Real estate experts emphatically say no.
"I don't recommend HUD homes for 99 percent of the buying public. A HUD home is really a disastrous property in most cases," says Jay Lamont, director of Temple University's Real Estate Institute.
Many HUD homes are vacant, boarded-up, require extensive repairs and are in rundown neighborhoods. The Department of Housing and Urban Development advertises them in real estate sections of Sunday newspapers and sells them to the highest bidder.
Mr. Lamont said HUD properties are for professional real estate speculators who can afford to pay cash and have work crews to renovate them.
HUD homes are too risky for the average buyer because they come without guarantees and many won't qualify for a mortgage -- due to poor condition and location -- he said.
Nonetheless, HUD has launched a national advertising campaign touting its properties to first-time homebuyers in expensive Northeast cities.
Despite sagging real estate prices, "many first-time buyers still cannot afford a home above $50,000 . . . HUD offers an affordable alternative to higher-priced homes," HUD says in an upbeat press release. The release notes that local HUD home prices range from $15,000 to $30,000.
HUD officials acknowledge the ads may paint too rosy a picture.
"I agree that many HUD homes in Philadelphia, especially in the lower price range, would not be suitable for first-time buyers," said Peter Spina, chief property officer at the HUD office in Philadelphia.
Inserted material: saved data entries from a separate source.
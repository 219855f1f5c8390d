//! Local API of a storage node.
//!
//! Callers are checked through an [`IdentityVerifier`]; requests for blobs
//! this node does not hold fall through to the federation resolver.

use std::sync::Arc;

use icedrive_net::directory::PeerDirectory;
use icedrive_protocol::types::{BlobId, CallerIdentity, PeerId};

use crate::error::{BlobError, Result};
use crate::resolver::FederationResolver;
use crate::store::{BlobRecord, BlobStore};
use crate::transfer::{DataTransfer, FileTransfer};

/// A verified caller.
#[derive(Debug, Clone, PartialEq, Eq)]
pub struct Principal {
    pub name: String,
}

/// Decides whether a caller may use the node.
pub trait IdentityVerifier: Send + Sync + 'static {
    fn verify(&self, caller: &CallerIdentity) -> Result<Principal>;
}

/// Admits every caller under its own name.
#[derive(Debug, Clone, Copy, Default)]
pub struct AcceptAll;

impl IdentityVerifier for AcceptAll {
    fn verify(&self, caller: &CallerIdentity) -> Result<Principal> {
        Ok(Principal {
            name: caller.0.clone(),
        })
    }
}

/// Which link count a link or unlink adjusted.
#[derive(Debug, Clone, Copy, PartialEq, Eq)]
pub enum LinkOutcome {
    /// The local record; carries the count after the change.
    Local(u64),
    /// The record on this peer.
    Remote(PeerId),
}

pub struct BlobService<D: PeerDirectory, V: IdentityVerifier = AcceptAll> {
    resolver: FederationResolver<D>,
    verifier: V,
}

impl<D: PeerDirectory, V: IdentityVerifier> BlobService<D, V> {
    pub fn new(resolver: FederationResolver<D>, verifier: V) -> Self {
        Self { resolver, verifier }
    }

    pub fn store(&self) -> &Arc<BlobStore> {
        self.resolver.store()
    }

    pub fn resolver(&self) -> &FederationResolver<D> {
        &self.resolver
    }

    fn admit(&self, caller: &CallerIdentity, op: &'static str) -> Result<Principal> {
        let principal = self.verifier.verify(caller).inspect_err(|e| {
            tracing::warn!(caller = %caller.0, op, error = %e, "caller rejected");
        })?;
        tracing::debug!(principal = %principal.name, op, "caller admitted");
        Ok(principal)
    }

    /// Store the content of `source` and return its digest.
    pub async fn upload<S: DataTransfer>(&self, caller: &CallerIdentity, source: S) -> Result<BlobId> {
        self.admit(caller, "upload")?;
        self.store().upload(source).await
    }

    /// Open a session over `blob_id`, fetching it from the mesh if needed.
    pub async fn download(&self, caller: &CallerIdentity, blob_id: BlobId) -> Result<FileTransfer> {
        self.admit(caller, "download")?;
        self.resolver.resolve(blob_id).await
    }

    /// Add a link locally, or on one holding peer if the blob is not local.
    pub async fn link(&self, caller: &CallerIdentity, blob_id: BlobId) -> Result<LinkOutcome> {
        self.admit(caller, "link")?;
        match self.store().link(&blob_id).await {
            Ok(links) => Ok(LinkOutcome::Local(links)),
            Err(BlobError::UnknownBlob(_)) => {
                self.resolver.link_remote(blob_id).await.map(LinkOutcome::Remote)
            }
            Err(e) => Err(e),
        }
    }

    /// Remove a link locally, or on one holding peer if the blob is not local.
    pub async fn unlink(&self, caller: &CallerIdentity, blob_id: BlobId) -> Result<LinkOutcome> {
        self.admit(caller, "unlink")?;
        match self.store().unlink(&blob_id).await {
            Ok(links) => Ok(LinkOutcome::Local(links)),
            Err(BlobError::UnknownBlob(_)) => self
                .resolver
                .unlink_remote(blob_id)
                .await
                .map(LinkOutcome::Remote),
            Err(e) => Err(e),
        }
    }

    /// Blobs held by this node.
    pub fn list(&self, caller: &CallerIdentity) -> Result<Vec<BlobRecord>> {
        self.admit(caller, "list")?;
        self.store().list()
    }
}
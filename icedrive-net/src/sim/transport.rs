//! Simulated transport implementing [`Transport`] and [`Listener`].

use anyhow::Result;
use std::sync::Arc;
use tokio::io::DuplexStream;
use tokio::sync::{mpsc, Mutex};

use crate::transport::{Listener, ListenerClosed, Transport, TransportMetrics};

use super::network::{SimNetworkInner, SimPeerId, StreamPair};

/// Buffer size of each simulated stream direction.
const STREAM_BUFFER: usize = 8192;

/// Simulated transport between two nodes.
///
/// Streams are routed through the [`SimNetwork`](super::SimNetwork), which
/// applies latency, loss, and jitter to their delivery. Bytes inside an
/// accepted stream flow over `tokio::io::DuplexStream`.
pub struct SimTransport {
    pub(crate) local_id: SimPeerId,
    pub(crate) remote_id: SimPeerId,
    pub(crate) network: Arc<SimNetworkInner>,
    pub(crate) stream_rx: Mutex<mpsc::UnboundedReceiver<StreamPair>>,
    pub(crate) metrics: TransportMetrics,
}

impl Transport for SimTransport {
    type SendStream = DuplexStream;
    type RecvStream = DuplexStream;

    async fn open_bi_stream(&self) -> Result<(DuplexStream, DuplexStream)> {
        // Two duplex pairs: one for each direction
        let (a_to_b_write, a_to_b_read) = tokio::io::duplex(STREAM_BUFFER);
        let (b_to_a_write, b_to_a_read) = tokio::io::duplex(STREAM_BUFFER);

        // Deliver the remote end (remote_send, remote_recv) to the peer
        self.network
            .route_stream(
                self.local_id,
                self.remote_id,
                (b_to_a_write, a_to_b_read),
                &self.metrics,
            )
            .await?;

        self.metrics.record_stream_opened();
        tracing::debug!(
            local = self.local_id.0,
            remote = self.remote_id.0,
            "opened sim bi stream"
        );

        // Return the local end (local_send, local_recv)
        Ok((a_to_b_write, b_to_a_read))
    }

    fn transport_metrics(&self) -> &TransportMetrics {
        &self.metrics
    }
}

impl Listener for SimTransport {
    type SendStream = DuplexStream;
    type RecvStream = DuplexStream;

    async fn accept_bi_stream(&self) -> Result<(DuplexStream, DuplexStream)> {
        let mut rx = self.stream_rx.lock().await;
        let (send, recv) = rx.recv().await.ok_or(ListenerClosed)?;
        self.metrics.record_stream_accepted();
        tracing::debug!(
            local = self.local_id.0,
            remote = self.remote_id.0,
            "accepted sim bi stream"
        );
        Ok((send, recv))
    }
}
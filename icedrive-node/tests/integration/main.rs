//! Integration tests running whole nodes over loopback TCP.

mod helpers;

mod tcp_federation;
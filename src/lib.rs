//! # serverdb - local store for server connection profiles
//!
//! A small SQLite-backed table of connection profiles (host, port,
//! username, password) with open/close lifecycle and CRUD operations.
//!
//! serverdb provides:
//! - `ProfileStore`, the data-access component over the `servers` table
//! - `StoreContext`, the host-supplied storage directory
//! - Write-side sanitizing (length truncation, port clamping)
//! - Versioned schema with destructive recreate on upgrade

pub mod profile;
pub mod storage;
pub mod config;
pub mod ui;

// Re-exports for convenient access
pub use profile::{NewServer, ServerProfile};
pub use storage::{ProfileStore, StoreContext, INVALID_ROW_ID};

/// Result type alias for serverdb operations
pub type Result<T> = std::result::Result<T, Error>;

/// Error types for serverdb operations
#[derive(Debug, thiserror::Error)]
pub enum Error {
    #[error("Storage error: {0}")]
    Storage(#[from] rusqlite::Error),

    #[error("IO error: {0}")]
    Io(#[from] std::io::Error),

    #[error("Store is not open")]
    NotOpen,

    #[error("Cannot downgrade database from version {found} to {expected}")]
    Downgrade { found: i64, expected: i64 },
}
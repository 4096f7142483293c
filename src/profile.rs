//! Server profile types
//!
//! `ServerProfile` is a row as read back from the store. `NewServer` is the
//! write-side input; every insert and update goes through
//! `NewServer::sanitized` so stored rows always satisfy the length and
//! port rules below.

use serde::{Deserialize, Serialize};

/// Longest host, username or password kept on write (in characters).
pub const MAX_FIELD_CHARS: usize = 127;

/// Port stored in place of anything outside `1..=65535`.
pub const FALLBACK_PORT: i32 = 65535;

/// A stored server connection profile.
///
/// Rows are returned exactly as stored; nothing is re-validated on read.
#[derive(Debug, Clone, PartialEq, Eq, Serialize, Deserialize)]
pub struct ServerProfile {
    /// Row id assigned by the store
    pub id: i64,
    pub host: String,
    /// Read as `i64` so rows written by other tools load even when out of range
    pub port: i64,
    pub username: String,
    /// Stored in plain text
    pub password: String,
}

impl ServerProfile {
    /// `username@host:port`
    pub fn address(&self) -> String {
        format!("{}@{}:{}", self.username, self.host, self.port)
    }
}

impl std::fmt::Display for ServerProfile {
    fn fmt(&self, f: &mut std::fmt::Formatter<'_>) -> std::fmt::Result {
        write!(f, "#{} {}", self.id, self.address())
    }
}

/// Field values for a profile that is about to be inserted or updated.
#[derive(Debug, Clone, PartialEq, Eq)]
pub struct NewServer {
    pub host: String,
    pub port: i32,
    pub username: String,
    pub password: String,
}

impl NewServer {
    pub fn new(
        host: impl Into<String>,
        port: i32,
        username: impl Into<String>,
        password: impl Into<String>,
    ) -> Self {
        Self {
            host: host.into(),
            port,
            username: username.into(),
            password: password.into(),
        }
    }

    /// Apply the write rules: text fields cut to `MAX_FIELD_CHARS`,
    /// out-of-range ports replaced with `FALLBACK_PORT`.
    pub fn sanitized(self) -> Self {
        Self {
            host: truncate_chars(self.host, MAX_FIELD_CHARS),
            port: clamp_port(self.port),
            username: truncate_chars(self.username, MAX_FIELD_CHARS),
            password: truncate_chars(self.password, MAX_FIELD_CHARS),
        }
    }
}

/// Cut `value` down to at most `max` chars, never splitting a code point.
pub fn truncate_chars(mut value: String, max: usize) -> String {
    if let Some((byte_idx, _)) = value.char_indices().nth(max) {
        value.truncate(byte_idx);
    }
    value
}

pub fn clamp_port(port: i32) -> i32 {
    if (1..=65535).contains(&port) {
        port
    } else {
        FALLBACK_PORT
    }
}
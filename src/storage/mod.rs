//! Storage Layer - SQLite-backed persistence
//!
//! System of record is a single SQLite file `data` with one table:
//! - servers(_id, host, port, username, password)
//!
//! The schema version lives in `PRAGMA user_version`; see `schema::migrate`.

pub mod schema;
pub mod sqlite;

pub use sqlite::{ProfileStore, StoreContext, INVALID_ROW_ID};
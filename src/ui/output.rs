use crate::profile::ServerProfile;
use crate::ui::{theme, Icons};
use owo_colors::OwoColorize;

/// Longest run of `*` shown in place of a password
const MASK_WIDTH: usize = 8;

pub fn header(text: &str) {
    println!("{} {}", Icons::SERVER, text.style(theme().title.clone()));
}

pub fn success(label: &str) {
    println!("{} {}", Icons::CHECK, label.style(theme().ok.clone()));
}

/// Hide a password, keeping a hint of its length up to `MASK_WIDTH`
pub fn mask_password(password: &str) -> String {
    "*".repeat(password.chars().count().min(MASK_WIDTH))
}

/// Aligned `label  value` line
pub fn field(label: &str, value: &str) {
    println!("  {:<10} {}", label.style(theme().label.clone()), value);
}

/// Print one profile as a block of fields
pub fn server_details(server: &ServerProfile, show_password: bool) {
    header(&format!("Server #{}", server.id));
    field("host", &server.host.style(theme().host.clone()).to_string());
    field("port", &server.port.to_string());
    field("username", &server.username);

    let password = if show_password {
        server.password.clone()
    } else {
        format!("{} {}", Icons::KEY, mask_password(&server.password))
    };
    field("password", &password.style(theme().secret.clone()).to_string());
}
pub struct Icons;

impl Icons {
    pub const SERVER: &str = "🖥️";
    pub const CHECK: &str = "✅";
    pub const DEL: &str = "🗑️";
    pub const KEY: &str = "🔑";
    pub const EMPTY: &str = "∅";
}
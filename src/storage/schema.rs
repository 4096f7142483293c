//! Database schema definitions and version handling

use rusqlite::Connection;
use crate::{Error, Result};

/// File name of the database inside the storage directory
pub const DATABASE_NAME: &str = "data";

/// Name of the only table
pub const DATABASE_TABLE: &str = "servers";

/// Declared schema version, stored in `PRAGMA user_version`
pub const DATABASE_VERSION: i64 = 3;

// Column keys
pub const KEY_ROWID: &str = "_id";
pub const KEY_HOST: &str = "host";
pub const KEY_PORT: &str = "port";
pub const KEY_USERNAME: &str = "username";
pub const KEY_PASSWORD: &str = "password";

/// Every read returns columns in this order
pub const SELECT_SERVERS: &str = "SELECT _id, host, port, username, password FROM servers";

/// SQL to create the servers table
pub const CREATE_SERVERS_TABLE: &str = r#"
CREATE TABLE servers (
    _id INTEGER PRIMARY KEY AUTOINCREMENT,
    host VARCHAR(128) NOT NULL,
    port INT NOT NULL,
    username VARCHAR(128) NOT NULL,
    password VARCHAR(128) NOT NULL
)
"#;

pub const DROP_SERVERS_TABLE: &str = "DROP TABLE IF EXISTS servers";

/// What `migrate` did to bring the file to the target version
#[derive(Debug, Clone, Copy, PartialEq, Eq)]
pub enum Migration {
    /// Fresh file, table created
    Created,
    /// Older version found; table dropped and recreated, all rows lost
    Recreated { from: i64 },
    /// Already at the target version
    Current,
}

pub fn user_version(conn: &Connection) -> Result<i64> {
    let version: i64 = conn.query_row("PRAGMA user_version", [], |row| row.get(0))?;
    Ok(version)
}

/// Bring the schema to `target`.
///
/// Version 0 means the schema is absent. Any older non-zero version is
/// upgraded by dropping and recreating `servers`. A newer version is
/// refused. Runs in a single transaction.
pub fn migrate(conn: &mut Connection, target: i64) -> Result<Migration> {
    let tx = conn.transaction()?;
    let found = user_version(&tx)?;

    let migration = if found == target {
        Migration::Current
    } else if found > target {
        return Err(Error::Downgrade { found, expected: target });
    } else if found == 0 {
        tx.execute_batch(CREATE_SERVERS_TABLE)?;
        Migration::Created
    } else {
        tracing::warn!(
            "Upgrading database from version {} to {}, which will destroy all old data",
            found,
            target
        );
        tx.execute_batch(DROP_SERVERS_TABLE)?;
        tx.execute_batch(CREATE_SERVERS_TABLE)?;
        Migration::Recreated { from: found }
    };

    if migration != Migration::Current {
        // PRAGMA does not take bound parameters
        tx.execute_batch(&format!("PRAGMA user_version = {}", target))?;
    }
    tx.commit()?;
    Ok(migration)
}
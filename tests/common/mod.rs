//! Shared test utilities and fixtures
//!
//! Common infrastructure for integration tests.

#![allow(dead_code)]

use std::fs;
use std::path::Path;

use task_timer_core::{App, ManualClock, UiOptions};

/// An app driven by a manual clock, plus a handle to that clock.
pub fn manual_app() -> (App<ManualClock>, ManualClock) {
    manual_app_with(UiOptions::default())
}

pub fn manual_app_with(options: UiOptions) -> (App<ManualClock>, ManualClock) {
    let clock = ManualClock::new();
    (App::with_clock(clock.clone(), options), clock)
}

/// Lay out a minimal static export: index, error page and one hashed bundle.
pub fn write_site(root: &Path) {
    fs::create_dir_all(root.join("_next/static/chunks")).expect("create site dirs");
    fs::write(
        root.join("index.html"),
        "<!doctype html><title>Timer</title><div id=timer></div>",
    )
    .expect("write index");
    fs::write(root.join("404.html"), "<!doctype html><title>Not found</title>")
        .expect("write 404");
    fs::write(
        root.join("_next/static/chunks/main.js"),
        "console.log('timer')",
    )
    .expect("write bundle");
}
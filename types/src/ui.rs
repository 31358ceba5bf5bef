//! UI state types shared by the core and the TUI layer.
//!
//! Pure data types with no IO, no async, no ratatui dependency.

use std::fmt;

/// Which control currently receives key input.
#[derive(Debug, Clone, Copy, Default, PartialEq, Eq)]
pub enum InputMode {
    #[default]
    Normal,
    /// The add-time field is open and receives typed text.
    AddTime,
}

/// UI configuration options derived from config/environment.
#[derive(Debug, Clone, Copy, Default, PartialEq, Eq)]
pub struct UiOptions {
    pub ascii_only: bool,
    pub high_contrast: bool,
}

/// Label of the primary start/pause button.
#[derive(Debug, Clone, Copy, PartialEq, Eq)]
pub enum ActionLabel {
    Start,
    Pause,
    Resume,
}

impl ActionLabel {
    #[must_use]
    pub const fn as_str(self) -> &'static str {
        match self {
            ActionLabel::Start => "Start",
            ActionLabel::Pause => "Pause",
            ActionLabel::Resume => "Resume",
        }
    }
}

impl fmt::Display for ActionLabel {
    fn fmt(&self, f: &mut fmt::Formatter<'_>) -> fmt::Result {
        f.write_str(self.as_str())
    }
}
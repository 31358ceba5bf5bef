//! Configuration loading for Task Timer.
//!
//! Reads `~/.task-timer/config.toml` (or the file named by `TASK_TIMER_CONFIG`).
//! A missing file is not an error; every setting has a default.

use std::path::{Path, PathBuf};
use std::time::Duration;

use serde::Deserialize;
use thiserror::Error;

use task_timer_types::ui::UiOptions;

pub const CONFIG_ENV_VAR: &str = "TASK_TIMER_CONFIG";

/// Refresh cadence of the display, matching a 10 ms interval timer.
pub const DEFAULT_REFRESH_MS: u64 = 10;
const MIN_REFRESH_MS: u64 = 1;
const MAX_REFRESH_MS: u64 = 1000;

#[derive(Debug, Default, Deserialize)]
pub struct TimerConfig {
    pub app: Option<AppConfig>,
    pub deploy: Option<DeployConfig>,
}

#[derive(Debug, Error)]
pub enum ConfigError {
    #[error("failed to read config at {}: {source}", path.display())]
    Read {
        path: PathBuf,
        source: std::io::Error,
    },
    #[error("failed to parse config at {}: {source}", path.display())]
    Parse {
        path: PathBuf,
        source: toml::de::Error,
    },
}

impl ConfigError {
    pub fn path(&self) -> &PathBuf {
        match self {
            ConfigError::Read { path, .. } | ConfigError::Parse { path, .. } => path,
        }
    }
}

#[derive(Debug, Default, Deserialize)]
pub struct AppConfig {
    /// `"full"` or `"inline"`.
    pub tui: Option<String>,
    /// Use ASCII-only glyphs for borders and separators.
    #[serde(default)]
    pub ascii_only: bool,
    /// Enable a high-contrast color palette.
    #[serde(default)]
    pub high_contrast: bool,
    /// Display refresh interval in milliseconds.
    pub refresh_ms: Option<u64>,
}

/// Defaults for the `deploy` subcommand. Command-line flags take precedence.
#[derive(Debug, Default, Deserialize)]
pub struct DeployConfig {
    pub domain: Option<String>,
    pub site_dir: Option<PathBuf>,
    pub out_dir: Option<PathBuf>,
    pub stack_name: Option<String>,
    pub region: Option<String>,
}

impl TimerConfig {
    pub fn load() -> Result<Option<Self>, ConfigError> {
        match config_path() {
            Some(path) => Self::load_from(&path),
            None => Ok(None),
        }
    }

    /// Loads a specific file. Returns `Ok(None)` when it does not exist.
    pub fn load_from(path: &Path) -> Result<Option<Self>, ConfigError> {
        if !path.exists() {
            return Ok(None);
        }

        let content = match std::fs::read_to_string(path) {
            Ok(content) => content,
            Err(err) => {
                tracing::warn!("Failed to read config at {:?}: {}", path, err);
                return Err(ConfigError::Read {
                    path: path.to_path_buf(),
                    source: err,
                });
            }
        };

        match toml::from_str(&content) {
            Ok(config) => Ok(Some(config)),
            Err(err) => {
                tracing::warn!("Failed to parse config at {:?}: {}", path, err);
                Err(ConfigError::Parse {
                    path: path.to_path_buf(),
                    source: err,
                })
            }
        }
    }

    #[must_use]
    pub fn path() -> Option<PathBuf> {
        config_path()
    }

    #[must_use]
    pub fn ui_options(&self) -> UiOptions {
        self.app
            .as_ref()
            .map(|app| UiOptions {
                ascii_only: app.ascii_only,
                high_contrast: app.high_contrast,
            })
            .unwrap_or_default()
    }

    /// Display refresh interval, clamped to 1..=1000 ms.
    #[must_use]
    pub fn refresh_interval(&self) -> Duration {
        let ms = self
            .app
            .as_ref()
            .and_then(|app| app.refresh_ms)
            .unwrap_or(DEFAULT_REFRESH_MS)
            .clamp(MIN_REFRESH_MS, MAX_REFRESH_MS);
        Duration::from_millis(ms)
    }
}

/// Directory holding the config file and logs (`~/.task-timer`).
#[must_use]
pub fn config_dir() -> Option<PathBuf> {
    dirs::home_dir().map(|home| home.join(".task-timer"))
}

pub fn config_path() -> Option<PathBuf> {
    if let Some(path) = std::env::var_os(CONFIG_ENV_VAR).filter(|p| !p.is_empty()) {
        return Some(PathBuf::from(path));
    }
    config_dir().map(|dir| dir.join("config.toml"))
}

#[cfg(test)]
mod tests {
    use super::{ConfigError, DEFAULT_REFRESH_MS, TimerConfig};
    use std::fs;
    use std::time::Duration;
    use tempfile::tempdir;

    fn parse(toml_src: &str) -> TimerConfig {
        toml::from_str(toml_src).expect("valid config")
    }

    #[test]
    fn missing_file_is_none() {
        let dir = tempdir().unwrap();
        let loaded = TimerConfig::load_from(&dir.path().join("absent.toml")).unwrap();
        assert!(loaded.is_none());
    }

    #[test]
    fn empty_config_uses_defaults() {
        let config = parse("");
        assert_eq!(
            config.refresh_interval(),
            Duration::from_millis(DEFAULT_REFRESH_MS)
        );
        assert!(!config.ui_options().ascii_only);
        assert!(!config.ui_options().high_contrast);
    }

    #[test]
    fn app_section_is_read() {
        let config = parse(
            r#"
            [app]
            tui = "inline"
            ascii_only = true
            high_contrast = true
            refresh_ms = 50
            "#,
        );
        let app = config.app.as_ref().unwrap();
        assert_eq!(app.tui.as_deref(), Some("inline"));
        assert!(config.ui_options().ascii_only);
        assert!(config.ui_options().high_contrast);
        assert_eq!(config.refresh_interval(), Duration::from_millis(50));
    }

    #[test]
    fn refresh_interval_is_clamped() {
        let config = parse("[app]\nrefresh_ms = 0\n");
        assert_eq!(config.refresh_interval(), Duration::from_millis(1));
        let config = parse("[app]\nrefresh_ms = 60000\n");
        assert_eq!(config.refresh_interval(), Duration::from_millis(1000));
    }

    #[test]
    fn deploy_section_is_read() {
        let config = parse(
            r#"
            [deploy]
            domain = "timer.example.com"
            site_dir = "out"
            stack_name = "TimerStack"
            "#,
        );
        let deploy = config.deploy.unwrap();
        assert_eq!(deploy.domain.as_deref(), Some("timer.example.com"));
        assert_eq!(deploy.site_dir.unwrap().to_str(), Some("out"));
        assert_eq!(deploy.stack_name.as_deref(), Some("TimerStack"));
        assert!(deploy.region.is_none());
    }

    #[test]
    fn parse_error_reports_path() {
        let dir = tempdir().unwrap();
        let path = dir.path().join("config.toml");
        fs::write(&path, "[app\nnot toml").unwrap();

        let err = TimerConfig::load_from(&path).unwrap_err();
        assert!(matches!(err, ConfigError::Parse { .. }));
        assert_eq!(err.path(), &path);
    }

    #[test]
    fn load_from_reads_file() {
        let dir = tempdir().unwrap();
        let path = dir.path().join("config.toml");
        fs::write(&path, "[app]\nhigh_contrast = true\n").unwrap();

        let config = TimerConfig::load_from(&path).unwrap().unwrap();
        assert!(config.ui_options().high_contrast);
    }
}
He said the glowing recommendation could be more appropriate in Denver or Dallas, where HUD homes tend to be newer and in better condition.
But Mr. Spina contends that the program still offers money-saving opportunities for certain buyers.
A home priced at $10,000 could be a good deal for a person who doesn't need a mortgage and can handle extensive repairs. He cautioned that low-priced homes "aren't for people with no resources." However, a home priced at $50,000 probably could get a mortgage and would be a "pretty good buy," Mr. Spina said.
Only 10 percent to 20 percent of HUD homes -- those costing $35,000 to $50,000 -- would qualify for a mortgage. But Mr. Spina insists that a new HUD mortgage program could make lower-priced homes attractive to first-time buyers. The program, known as 203(k), will allow qualified buyers to obtain FHA mortgages that will finance the home and renovation costs.